‘A flower does not think of competing to the flower next to it. It just blooms.’
I think we’re all guilty of comparing ourselves to others – whether that be a physical/aesthetic comparison, a materialistic comparison or a mental comparison, we’ve all done it ..
When comparing myself to another I often catch myself in the process and call myself out, it’s unhealthy .. I’ve been calling myself out on it more often lately, I refuse to let it become a habit. Years back I used to subconsciously compare myself to others on the daily – particularly visually, since then I’ve realised how toxic comparison can be.

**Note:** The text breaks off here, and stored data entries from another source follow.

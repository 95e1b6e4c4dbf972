//! Gateway Error Types
//!
//! Error taxonomy for key pools, circuit breakers, routing and the council.

use std::time::Duration;
use thiserror::Error;

/// Main error type for gateway operations
#[derive(Debug, Error)]
pub enum GatewayError {
    /// Configuration errors (invalid JSON, missing fields, etc.)
    #[error("Configuration error: {0}")]
    Config(String),

    /// Provider not found in the configured catalog
    #[error("Provider '{0}' not configured. Add it to llmgate.json with `base_url` and `default_model`")]
    ProviderNotFound(String),

    /// All credentials for a provider are disabled or cooling down
    #[error("No API keys available for '{provider}'. Set {}_API_KEY or {}_API_KEYS, or wait for cooldowns to expire", .provider.to_uppercase(), .provider.to_uppercase())]
    NoAvailableKey { provider: String },

    /// The circuit breaker refused the call without attempting it
    #[error("Circuit '{name}' is open, retry in {}s", .retry_in.as_secs())]
    CircuitOpen { name: String, retry_in: Duration },

    /// The vendor returned a non-success response
    #[error("Upstream error from '{provider}' (status {status}): {message}")]
    Upstream {
        provider: String,
        status: u16,
        message: String,
    },

    /// A success response carried no usable content
    #[error("Failed to parse response from '{provider}': {message}")]
    Parse { provider: String, message: String },

    /// Authentication rejected by the vendor
    #[error("Authentication failed for '{provider}': {message}. Check your API key")]
    Auth { provider: String, message: String },

    /// Deadline exceeded mid-call
    #[error("Request timeout: {0}")]
    Timeout(String),

    /// Router exhausted the primary provider and the whole fallback chain
    #[error("All providers failed: {0}")]
    AllProvidersFailed(String),

    /// Council fan-out produced zero usable answers
    #[error("All council members failed: {0}")]
    AllCouncilMembersFailed(String),

    /// Generic internal error
    #[error("Internal error: {0}")]
    Internal(String),
}

impl GatewayError {
    /// Whether this error represents an actual failed call to the upstream,
    /// as opposed to a call that was never made. Only real call failures
    /// count toward credential health and breaker state.
    pub fn is_call_failure(&self) -> bool {
        matches!(
            self,
            GatewayError::Upstream { .. }
                | GatewayError::Parse { .. }
                | GatewayError::Auth { .. }
                | GatewayError::Timeout(_)
                | GatewayError::Internal(_)
        )
    }
}

impl From<reqwest::Error> for GatewayError {
    fn from(err: reqwest::Error) -> Self {
        if err.is_timeout() {
            GatewayError::Timeout(err.to_string())
        } else if err.is_connect() {
            GatewayError::Internal(format!("Connection failed: {}", err))
        } else {
            GatewayError::Internal(err.to_string())
        }
    }
}

impl From<serde_json::Error> for GatewayError {
    fn from(err: serde_json::Error) -> Self {
        GatewayError::Config(format!("JSON error: {}", err))
    }
}

impl From<std::io::Error> for GatewayError {
    fn from(err: std::io::Error) -> Self {
        GatewayError::Config(format!("IO error: {}", err))
    }
}

/// Result type alias for gateway operations
pub type Result<T> = std::result::Result<T, GatewayError>;
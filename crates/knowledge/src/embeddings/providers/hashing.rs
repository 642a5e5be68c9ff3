//! Offline embedding provider based on feature hashing.

use crate::embeddings::provider::EmbeddingProvider;
use qabase_core::AppResult;

const FNV_OFFSET: u64 = 0xcbf2_9ce4_8422_2325;
const FNV_PRIME: u64 = 0x0100_0000_01b3;

/// Deterministic provider for tests and offline use.
///
/// Each lowercase word and each character trigram of a word is hashed into
/// one of `dimensions` buckets with a hash-derived sign, then the vector is
/// normalized. Texts sharing vocabulary land close together; there is no
/// semantic understanding beyond that.
#[derive(Debug, Clone)]
pub struct HashingProvider {
    dimensions: usize,
}

impl HashingProvider {
    pub fn new(dimensions: usize) -> Self {
        Self {
            dimensions: dimensions.max(1),
        }
    }

    fn fnv1a(feature: &str) -> u64 {
        feature
            .bytes()
            .fold(FNV_OFFSET, |hash, b| (hash ^ b as u64).wrapping_mul(FNV_PRIME))
    }

    fn add_feature(&self, vector: &mut [f32], feature: &str, weight: f32) {
        let hash = Self::fnv1a(feature);
        let bucket = (hash % self.dimensions as u64) as usize;
        let sign = if hash >> 63 == 0 { 1.0 } else { -1.0 };
        vector[bucket] += sign * weight;
    }

    fn embed_text(&self, text: &str) -> Vec<f32> {
        let mut vector = vec![0.0; self.dimensions];
        let lower = text.to_lowercase();

        for word in lower
            .split(|c: char| !c.is_alphanumeric())
            .filter(|w| w.chars().count() > 1)
        {
            self.add_feature(&mut vector, word, 1.0);

            let padded: Vec<char> = std::iter::once('<')
                .chain(word.chars())
                .chain(std::iter::once('>'))
                .collect();
            for window in padded.windows(3) {
                let trigram: String = window.iter().collect();
                self.add_feature(&mut vector, &trigram, 0.5);
            }
        }

        let norm: f32 = vector.iter().map(|x| x * x).sum::<f32>().sqrt();
        if norm > 0.0 {
            vector.iter_mut().for_each(|v| *v /= norm);
        }
        vector
    }
}

#[async_trait::async_trait]
impl EmbeddingProvider for HashingProvider {
    fn provider_name(&self) -> &str {
        "hashing"
    }

    fn model_name(&self) -> &str {
        "hashing-v1"
    }

    fn dimensions(&self) -> usize {
        self.dimensions
    }

    async fn embed_batch(&self, texts: &[String]) -> AppResult<Vec<Vec<f32>>> {
        Ok(texts.iter().map(|text| self.embed_text(text)).collect())
    }
}
//! Cross-module tests of the record store to index synchronization.

mod flaky_index;
//! Ollama embedding provider.
//!
//! Calls a local Ollama server's `/api/embeddings` endpoint, one request per
//! text, with exponential backoff on transient failures.

use crate::embeddings::EmbeddingProvider;
use async_trait::async_trait;
use qabase_core::{AppError, AppResult, EmbeddingSettings};
use reqwest::Client;
use serde::{Deserialize, Serialize};
use std::time::Duration;
use tracing::{debug, instrument, warn};

const DEFAULT_OLLAMA_URL: &str = "http://localhost:11434";
const EMBEDDING_ENDPOINT: &str = "/api/embeddings";

/// Maximum attempts per text
const MAX_RETRIES: u32 = 3;

/// Initial backoff duration in milliseconds
const INITIAL_BACKOFF_MS: u64 = 100;

/// Request timeout in seconds
const REQUEST_TIMEOUT_SECS: u64 = 30;

#[derive(Debug, Clone)]
pub struct OllamaProvider {
    client: Client,
    base_url: String,
    model: String,
    dimensions: usize,
}

#[derive(Debug, Serialize)]
struct EmbeddingRequest<'a> {
    model: &'a str,
    prompt: &'a str,
}

#[derive(Debug, Deserialize)]
struct EmbeddingResponse {
    embedding: Vec<f32>,
}

#[derive(Debug, Deserialize)]
struct ErrorResponse {
    error: String,
}

impl OllamaProvider {
    /// Build a provider and check that the server answers with the expected
    /// embedding size.
    pub async fn new(settings: &EmbeddingSettings) -> AppResult<Self> {
        let provider = Self::without_check(settings)?;
        provider.verify_connection().await?;
        Ok(provider)
    }

    /// Build a provider without contacting the server.
    pub fn without_check(settings: &EmbeddingSettings) -> AppResult<Self> {
        let client = Client::builder()
            .timeout(Duration::from_secs(REQUEST_TIMEOUT_SECS))
            .build()
            .map_err(|e| AppError::Embedding(format!("Failed to create HTTP client: {}", e)))?;

        let base_url = settings
            .endpoint
            .clone()
            .unwrap_or_else(|| DEFAULT_OLLAMA_URL.to_string())
            .trim_end_matches('/')
            .to_string();

        Ok(Self {
            client,
            base_url,
            model: settings.model.clone(),
            dimensions: settings.dimensions,
        })
    }

    pub fn base_url(&self) -> &str {
        &self.base_url
    }

    #[instrument(skip(self), fields(model = %self.model))]
    async fn verify_connection(&self) -> AppResult<()> {
        debug!("Verifying Ollama connection at {}", self.base_url);

        self.embed_with_retries("test connection").await.map_err(|e| {
            AppError::Embedding(format!(
                "Ollama not available at {} ({}). Ensure it is running and run: ollama pull {}",
                self.base_url, e, self.model
            ))
        })?;

        debug!("Ollama model '{}' ready", self.model);
        Ok(())
    }

    async fn embed_with_retries(&self, text: &str) -> AppResult<Vec<f32>> {
        let mut attempt = 0;
        loop {
            match self.embed_single(text).await {
                Ok(embedding) => return Ok(embedding),
                Err(e) => {
                    attempt += 1;
                    if attempt >= MAX_RETRIES {
                        return Err(e);
                    }

                    let backoff_ms = INITIAL_BACKOFF_MS * 2_u64.pow(attempt);
                    warn!(
                        "Embedding failed (attempt {}/{}), retrying in {}ms: {}",
                        attempt, MAX_RETRIES, backoff_ms, e
                    );
                    tokio::time::sleep(Duration::from_millis(backoff_ms)).await;
                }
            }
        }
    }

    #[instrument(skip(self, text), fields(text_len = text.len()))]
    async fn embed_single(&self, text: &str) -> AppResult<Vec<f32>> {
        let url = format!("{}{}", self.base_url, EMBEDDING_ENDPOINT);
        let request = EmbeddingRequest {
            model: &self.model,
            prompt: text,
        };

        let response = self
            .client
            .post(&url)
            .json(&request)
            .send()
            .await
            .map_err(|e| AppError::Embedding(format!("Failed to send request to Ollama: {}", e)))?;

        let status = response.status();
        if !status.is_success() {
            let error_text = response
                .text()
                .await
                .unwrap_or_else(|_| "Unknown error".to_string());

            let message = serde_json::from_str::<ErrorResponse>(&error_text)
                .map(|r| r.error)
                .unwrap_or(error_text);

            return Err(AppError::Embedding(format!(
                "Ollama API error ({}): {}",
                status, message
            )));
        }

        let body: EmbeddingResponse = response
            .json()
            .await
            .map_err(|e| AppError::Embedding(format!("Failed to parse Ollama response: {}", e)))?;

        if body.embedding.len() != self.dimensions {
            return Err(AppError::Embedding(format!(
                "Unexpected embedding dimensions: got {}, expected {}",
                body.embedding.len(),
                self.dimensions
            )));
        }

        Ok(body.embedding)
    }
}

#[async_trait]
impl EmbeddingProvider for OllamaProvider {
    fn provider_name(&self) -> &str {
        "ollama"
    }

    fn model_name(&self) -> &str {
        &self.model
    }

    fn dimensions(&self) -> usize {
        self.dimensions
    }

    #[instrument(skip(self, texts), fields(batch_size = texts.len(), model = %self.model))]
    async fn embed_batch(&self, texts: &[String]) -> AppResult<Vec<Vec<f32>>> {
        // No batch endpoint: texts are embedded sequentially
        let mut embeddings = Vec::with_capacity(texts.len());
        for text in texts {
            if text.trim().is_empty() {
                return Err(AppError::Embedding("Cannot embed empty text".to_string()));
            }
            embeddings.push(self.embed_with_retries(text).await?);
        }
        Ok(embeddings)
    }
}

#[cfg(test)]
mod tests {
    use super::*;

    fn settings(endpoint: Option<&str>) -> EmbeddingSettings {
        EmbeddingSettings {
            provider: "ollama".to_string(),
            model: "nomic-embed-text".to_string(),
            dimensions: 768,
            endpoint: endpoint.map(str::to_string),
            ..Default::default()
        }
    }

    #[test]
    fn test_endpoint_defaults_and_trailing_slash() {
        let default = OllamaProvider::without_check(&settings(None)).unwrap();
        assert_eq!(default.base_url(), DEFAULT_OLLAMA_URL);

        let custom = OllamaProvider::without_check(&settings(Some("http://gpu-box:11434/"))).unwrap();
        assert_eq!(custom.base_url(), "http://gpu-box:11434");
        assert_eq!(custom.dimensions(), 768);
        assert_eq!(custom.model_name(), "nomic-embed-text");
    }

    #[tokio::test]
    async fn test_empty_text_rejected_without_network() {
        let provider = OllamaProvider::without_check(&settings(Some("http://127.0.0.1:9"))).unwrap();
        let result = provider.embed_batch(&["   ".to_string()]).await;
        assert!(matches!(result, Err(AppError::Embedding(_))));
    }
}
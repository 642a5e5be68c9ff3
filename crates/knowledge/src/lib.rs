//! QA knowledge base: record store, vector index synchronization and retrieval.
//!
//! The record store is the source of truth. Every committed change is
//! reconciled into the vector index by diffing the new target state against
//! what the index actually holds, so repeated commits converge and never
//! duplicate entries.

pub mod cache;
pub mod diff;
pub mod embeddings;
pub mod grading;
pub mod index;
pub mod mutator;
pub mod records;
pub mod retrieval;
pub mod store;
pub mod sync;
pub mod types;
pub mod vector_index;

#[cfg(test)]
mod tests;

// Re-export commonly used types
pub use index::SqliteIndex;
pub use retrieval::Retriever;
pub use store::RecordStore;
pub use sync::SyncOrchestrator;
pub use types::{
    AuditReport, EntryMetadata, IndexEntry, QaRecord, RecordId, RecordStatus, SearchHit,
    SyncPlan, SyncReport,
};
pub use vector_index::VectorIndex;

use embeddings::create_provider;
use qabase_core::{AppConfig, AppResult};
use std::sync::Arc;

/// The record store, index, and embedder wired together for one workspace.
pub struct KnowledgeBase {
    orchestrator: SyncOrchestrator,
    retriever: Retriever,
}

impl KnowledgeBase {
    /// Open the index and embedding provider described by `config`.
    ///
    /// The record store file is not touched until the first read or commit.
    pub async fn open(config: &AppConfig) -> AppResult<Self> {
        config.validate()?;
        config.ensure_dirs()?;

        tracing::info!(
            "Opening knowledge base: records={:?}, index={:?}, embedding={}",
            config.records_path,
            config.index_path,
            config.embedding.provider
        );

        let index: Arc<dyn VectorIndex> = Arc::new(SqliteIndex::open(&config.index_path)?);
        let embedder = create_provider(&config.embedding).await?;

        Ok(Self::from_parts(
            RecordStore::new(config.records_path.clone()),
            index,
            embedder,
            config,
        ))
    }

    /// Assemble from already constructed components.
    pub fn from_parts(
        store: RecordStore,
        index: Arc<dyn VectorIndex>,
        embedder: Arc<dyn embeddings::EmbeddingProvider>,
        config: &AppConfig,
    ) -> Self {
        let orchestrator = SyncOrchestrator::new(store, Arc::clone(&index), Arc::clone(&embedder))
            .with_batch_size(config.embedding.batch_size);
        let retriever = Retriever::new(index, embedder, config.retrieval);
        Self {
            orchestrator,
            retriever,
        }
    }

    pub fn orchestrator(&self) -> &SyncOrchestrator {
        &self.orchestrator
    }

    pub fn retriever(&self) -> &Retriever {
        &self.retriever
    }
}
//! Embedding providers.
//!
//! The sync engine only decides *what* gets embedded; providers decide *how*.

pub mod provider;
pub mod providers;

pub use provider::{create_provider, EmbeddingProvider};
pub use providers::hashing::HashingProvider;
pub use providers::ollama::OllamaProvider;
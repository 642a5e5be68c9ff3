//! Index maintenance commands: sync, rebuild, audit.

use super::{print_json, print_sync_report};
use clap::Args;
use qabase_core::config::AppConfig;
use qabase_knowledge::{AuditReport, KnowledgeBase};

fn report_missing_store(kb: &KnowledgeBase) -> bool {
    let path = kb.orchestrator().store().path();
    if path.exists() {
        return false;
    }
    println!("No data yet: {} does not exist", path.display());
    true
}

/// Re-sync the index against the stored records
#[derive(Args, Debug)]
pub struct SyncCommand {
    /// Output as JSON
    #[arg(long)]
    pub json: bool,
}

impl SyncCommand {
    pub async fn execute(&self, config: &AppConfig) -> anyhow::Result<()> {
        let kb = KnowledgeBase::open(config).await?;
        if report_missing_store(&kb) {
            return Ok(());
        }

        let report = kb.orchestrator().sync().await?;
        if self.json {
            return print_json(&report);
        }
        print_sync_report(&report);
        Ok(())
    }
}

/// Drop the index and re-embed every active record
#[derive(Args, Debug)]
pub struct RebuildCommand {
    /// Output as JSON
    #[arg(long)]
    pub json: bool,
}

impl RebuildCommand {
    pub async fn execute(&self, config: &AppConfig) -> anyhow::Result<()> {
        let kb = KnowledgeBase::open(config).await?;
        report_missing_store(&kb);

        let report = kb.orchestrator().rebuild().await?;
        if self.json {
            return print_json(&report);
        }
        print_sync_report(&report);
        Ok(())
    }
}

/// Report index entries that disagree with the record store
#[derive(Args, Debug)]
pub struct AuditCommand {
    /// Output as JSON
    #[arg(long)]
    pub json: bool,
}

impl AuditCommand {
    pub async fn execute(&self, config: &AppConfig) -> anyhow::Result<()> {
        let kb = KnowledgeBase::open(config).await?;
        report_missing_store(&kb);

        let report = kb.orchestrator().audit().await?;
        if self.json {
            return print_json(&report);
        }
        print_audit(&report);
        Ok(())
    }
}

fn print_audit(report: &AuditReport) {
    println!("Index entries: {}", report.entries);
    if report.is_consistent() {
        println!("Index is consistent with the record store");
        return;
    }

    if !report.orphans.is_empty() {
        println!("Orphan entries:");
        for orphan in &report.orphans {
            println!(
                "- {} (record {}): {:?}",
                orphan.index_key, orphan.record_id, orphan.reason
            );
        }
    }
    if !report.missing_ids.is_empty() {
        println!("Records missing from the index: {}", report.missing_ids.join(", "));
    }
    println!("Run `qabase rebuild` to reconcile");
}
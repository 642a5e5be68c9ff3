//! SQLite-backed vector index.
//!
//! Embeddings are stored as little-endian `f32` blobs and metadata as JSON.
//! Similarity is computed in Rust over a full scan, which is fine at the
//! size of a curated QA base.

use crate::types::{EntryMetadata, IndexEntry, NewEntry, ScoredEntry};
use crate::vector_index::{cosine_similarity, VectorIndex};
use chrono::Utc;
use qabase_core::{AppError, AppResult};
use rusqlite::{params, Connection};
use std::path::Path;
use std::sync::{Mutex, MutexGuard};

const SCHEMA: &str = r#"
    CREATE TABLE IF NOT EXISTS entries (
        index_key TEXT PRIMARY KEY,
        record_id TEXT NOT NULL,
        text TEXT NOT NULL,
        embedding BLOB NOT NULL,
        metadata TEXT NOT NULL,
        inserted_at TEXT NOT NULL
    );

    CREATE INDEX IF NOT EXISTS idx_entries_record ON entries(record_id);
"#;

pub struct SqliteIndex {
    conn: Mutex<Connection>,
}

impl SqliteIndex {
    /// Open (or create) the index database at `db_path`.
    pub fn open(db_path: &Path) -> AppResult<Self> {
        if let Some(parent) = db_path.parent() {
            std::fs::create_dir_all(parent)
                .map_err(|e| AppError::Index(format!("Failed to create index directory: {}", e)))?;
        }

        let conn = Connection::open(db_path)
            .map_err(|e| AppError::Index(format!("Failed to open SQLite index: {}", e)))?;

        tracing::debug!("Opened SQLite index at {:?}", db_path);
        Self::init(conn)
    }

    /// Index that lives only as long as this value.
    pub fn open_in_memory() -> AppResult<Self> {
        let conn = Connection::open_in_memory()
            .map_err(|e| AppError::Index(format!("Failed to open in-memory index: {}", e)))?;
        Self::init(conn)
    }

    fn init(conn: Connection) -> AppResult<Self> {
        conn.execute_batch(SCHEMA)
            .map_err(|e| AppError::Index(format!("Failed to create tables: {}", e)))?;
        Ok(Self {
            conn: Mutex::new(conn),
        })
    }

    fn conn(&self) -> AppResult<MutexGuard<'_, Connection>> {
        self.conn
            .lock()
            .map_err(|_| AppError::Index("index connection lock poisoned".to_string()))
    }

    /// Rows as `(entry, embedding)`; rows with unreadable metadata are skipped.
    fn scan(&self, with_embeddings: bool) -> AppResult<Vec<(IndexEntry, Vec<f32>)>> {
        let conn = self.conn()?;
        let sql = if with_embeddings {
            "SELECT index_key, text, metadata, embedding FROM entries ORDER BY rowid"
        } else {
            "SELECT index_key, text, metadata, NULL FROM entries ORDER BY rowid"
        };

        let mut stmt = conn
            .prepare(sql)
            .map_err(|e| AppError::Index(format!("Failed to prepare query: {}", e)))?;

        let rows = stmt
            .query_map([], |row| {
                let index_key: String = row.get(0)?;
                let text: String = row.get(1)?;
                let metadata: String = row.get(2)?;
                let embedding: Option<Vec<u8>> = row.get(3)?;
                Ok((index_key, text, metadata, embedding))
            })
            .map_err(|e| AppError::Index(format!("Failed to query entries: {}", e)))?;

        let mut entries = Vec::new();
        for row in rows {
            let (index_key, embedded_text, metadata_json, embedding_bytes) =
                row.map_err(|e| AppError::Index(format!("Failed to read entry: {}", e)))?;

            let metadata: EntryMetadata = match serde_json::from_str(&metadata_json) {
                Ok(metadata) => metadata,
                Err(e) => {
                    tracing::warn!("Skipping index entry {} with bad metadata: {}", index_key, e);
                    continue;
                }
            };

            let embedding = match embedding_bytes {
                Some(bytes) => bytes_to_embedding(&bytes)?,
                None => Vec::new(),
            };

            entries.push((
                IndexEntry {
                    index_key,
                    embedded_text,
                    metadata,
                },
                embedding,
            ));
        }

        Ok(entries)
    }
}

impl VectorIndex for SqliteIndex {
    fn get_all(&self) -> AppResult<Vec<IndexEntry>> {
        let entries: Vec<IndexEntry> = self
            .scan(false)?
            .into_iter()
            .map(|(entry, _)| entry)
            .collect();
        tracing::debug!("Read {} index entries", entries.len());
        Ok(entries)
    }

    fn delete(&self, index_keys: &[String]) -> AppResult<usize> {
        if index_keys.is_empty() {
            return Ok(0);
        }

        let mut conn = self.conn()?;
        let tx = conn
            .transaction()
            .map_err(|e| AppError::Index(format!("Failed to begin transaction: {}", e)))?;

        let mut removed = 0;
        {
            let mut stmt = tx
                .prepare("DELETE FROM entries WHERE index_key = ?1")
                .map_err(|e| AppError::Index(format!("Failed to prepare delete: {}", e)))?;
            for key in index_keys {
                removed += stmt
                    .execute(params![key])
                    .map_err(|e| AppError::Index(format!("Failed to delete {}: {}", key, e)))?;
            }
        }

        tx.commit()
            .map_err(|e| AppError::Index(format!("Failed to commit delete: {}", e)))?;

        tracing::debug!("Deleted {} of {} requested index entries", removed, index_keys.len());
        Ok(removed)
    }

    fn insert(&self, entries: &[NewEntry]) -> AppResult<Vec<String>> {
        if entries.is_empty() {
            return Ok(Vec::new());
        }

        let mut conn = self.conn()?;
        let tx = conn
            .transaction()
            .map_err(|e| AppError::Index(format!("Failed to begin transaction: {}", e)))?;

        let inserted_at = Utc::now().to_rfc3339();
        let mut keys = Vec::with_capacity(entries.len());
        {
            let mut stmt = tx
                .prepare(
                    "INSERT INTO entries (index_key, record_id, text, embedding, metadata, inserted_at)
                     VALUES (?1, ?2, ?3, ?4, ?5, ?6)",
                )
                .map_err(|e| AppError::Index(format!("Failed to prepare insert: {}", e)))?;

            for entry in entries {
                let index_key = uuid::Uuid::new_v4().to_string();
                let metadata_json = serde_json::to_string(&entry.metadata)?;

                stmt.execute(params![
                    index_key,
                    entry.metadata.id.key(),
                    entry.embedded_text,
                    embedding_to_bytes(&entry.embedding),
                    metadata_json,
                    inserted_at,
                ])
                .map_err(|e| AppError::Index(format!("Failed to insert entry: {}", e)))?;

                keys.push(index_key);
            }
        }

        tx.commit()
            .map_err(|e| AppError::Index(format!("Failed to commit insert: {}", e)))?;

        tracing::debug!("Inserted {} index entries", keys.len());
        Ok(keys)
    }

    fn nearest(&self, query_embedding: &[f32], fetch_k: usize) -> AppResult<Vec<ScoredEntry>> {
        let mut results: Vec<ScoredEntry> = self
            .scan(true)?
            .into_iter()
            .map(|(entry, embedding)| ScoredEntry {
                score: cosine_similarity(query_embedding, &embedding),
                entry,
                embedding,
            })
            .collect();

        results.sort_by(|a, b| b.score.partial_cmp(&a.score).unwrap_or(std::cmp::Ordering::Equal));
        results.truncate(fetch_k);

        tracing::debug!("Retrieved {} candidates (requested {})", results.len(), fetch_k);
        Ok(results)
    }

    fn count(&self) -> AppResult<usize> {
        let conn = self.conn()?;
        let count: i64 = conn
            .query_row("SELECT COUNT(*) FROM entries", [], |row| row.get(0))
            .map_err(|e| AppError::Index(format!("Failed to count entries: {}", e)))?;
        Ok(count as usize)
    }
}

/// Convert embedding vector to bytes for storage.
fn embedding_to_bytes(embedding: &[f32]) -> Vec<u8> {
    let mut bytes = Vec::with_capacity(embedding.len() * 4);
    for &value in embedding {
        bytes.extend_from_slice(&value.to_le_bytes());
    }
    bytes
}

/// Convert bytes back to embedding vector.
fn bytes_to_embedding(bytes: &[u8]) -> AppResult<Vec<f32>> {
    if bytes.len() % 4 != 0 {
        return Err(AppError::Index("Invalid embedding bytes length".to_string()));
    }

    Ok(bytes
        .chunks_exact(4)
        .map(|chunk| f32::from_le_bytes([chunk[0], chunk[1], chunk[2], chunk[3]]))
        .collect())
}

#[cfg(test)]
mod tests {
    use super::*;
    use crate::types::{RecordId, RecordStatus};
    use chrono::NaiveDate;
    use tempfile::TempDir;

    fn new_entry(id: u64, text: &str, embedding: Vec<f32>) -> NewEntry {
        NewEntry {
            embedded_text: text.to_string(),
            metadata: EntryMetadata {
                id: RecordId::Numeric(id),
                question: format!("q{}", id),
                version: 1,
                status: RecordStatus::Active,
                created_at: NaiveDate::from_ymd_opt(2024, 1, 1).unwrap(),
            },
            embedding,
        }
    }

    #[test]
    fn test_insert_and_get_all() {
        let index = SqliteIndex::open_in_memory().unwrap();
        let keys = index
            .insert(&[
                new_entry(1, "one", vec![1.0, 0.0]),
                new_entry(2, "two", vec![0.0, 1.0]),
            ])
            .unwrap();

        assert_eq!(keys.len(), 2);
        assert_ne!(keys[0], keys[1]);

        let entries = index.get_all().unwrap();
        assert_eq!(entries.len(), 2);
        assert_eq!(entries[0].index_key, keys[0]);
        assert_eq!(entries[0].embedded_text, "one");
        assert_eq!(entries[1].metadata.id, RecordId::Numeric(2));
        assert_eq!(index.count().unwrap(), 2);
    }

    #[test]
    fn test_delete_missing_key_is_noop() {
        let index = SqliteIndex::open_in_memory().unwrap();
        let keys = index.insert(&[new_entry(1, "one", vec![1.0])]).unwrap();

        let removed = index
            .delete(&["does-not-exist".to_string(), keys[0].clone()])
            .unwrap();
        assert_eq!(removed, 1);
        assert_eq!(index.delete(&keys).unwrap(), 0);
        assert_eq!(index.count().unwrap(), 0);
    }

    #[test]
    fn test_nearest_orders_by_similarity() {
        let index = SqliteIndex::open_in_memory().unwrap();
        index
            .insert(&[
                new_entry(1, "east", vec![1.0, 0.0]),
                new_entry(2, "north", vec![0.0, 1.0]),
                new_entry(3, "north-east", vec![0.7, 0.7]),
            ])
            .unwrap();

        let results = index.nearest(&[0.0, 1.0], 2).unwrap();
        assert_eq!(results.len(), 2);
        assert_eq!(results[0].entry.embedded_text, "north");
        assert_eq!(results[1].entry.embedded_text, "north-east");
        assert_eq!(results[0].embedding, vec![0.0, 1.0]);
    }

    #[test]
    fn test_persists_across_reopen() {
        let temp = TempDir::new().unwrap();
        let path = temp.path().join("state/index.sqlite");

        {
            let index = SqliteIndex::open(&path).unwrap();
            index.insert(&[new_entry(1, "one", vec![1.0])]).unwrap();
        }

        let reopened = SqliteIndex::open(&path).unwrap();
        assert_eq!(reopened.count().unwrap(), 1);
    }

    #[test]
    fn test_embedding_bytes_roundtrip() {
        let original = vec![0.25, -1.5, 3.0];
        let bytes = embedding_to_bytes(&original);
        assert_eq!(bytes_to_embedding(&bytes).unwrap(), original);
        assert!(bytes_to_embedding(&bytes[..5]).is_err());
    }
}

‘Comparison is the thief of Joy.’
I’m generally a confident person, I know my worth, I know my strengths.. And weaknesses for that matter. Yet that’s not to say that I don’t experience day’s where I’m lacking self-assurance or phases where my perspective of myself is slightly tainted and I find myself both in my personal life and via social media platforms measuring my self to another.
We’re all equal.
I don’t give a shit how much Alan Sugar is worth, or the pedestal that Beyonce is put on – you cut; you bleed, we’re all human, all worthy of equality.
We tend to be more critical of ourselves than any friend, family, or outsider. Without getting crazy cringey, I think self-love is crucial, without that core value, how can we ever expect to create our best self’s, kindness is vital, especially to yourself – it’s critical for self growth. I’ve found that when I’m totally balanced, when I’m loving myself to pieces, when I’m grounded and aware of my self-worth and full of self-assurance, the act of comparing happens on the rarity, so this is what I aim for!
I’m learning about myself daily, like the rest of us.
No matter how often it’s said or repeated, knowing that you live this life once, it’s fragile and therefore you need to live this life for yourself is crucial. You have yourself, forever, so why measure yourself up to any other? Where does it truly get you?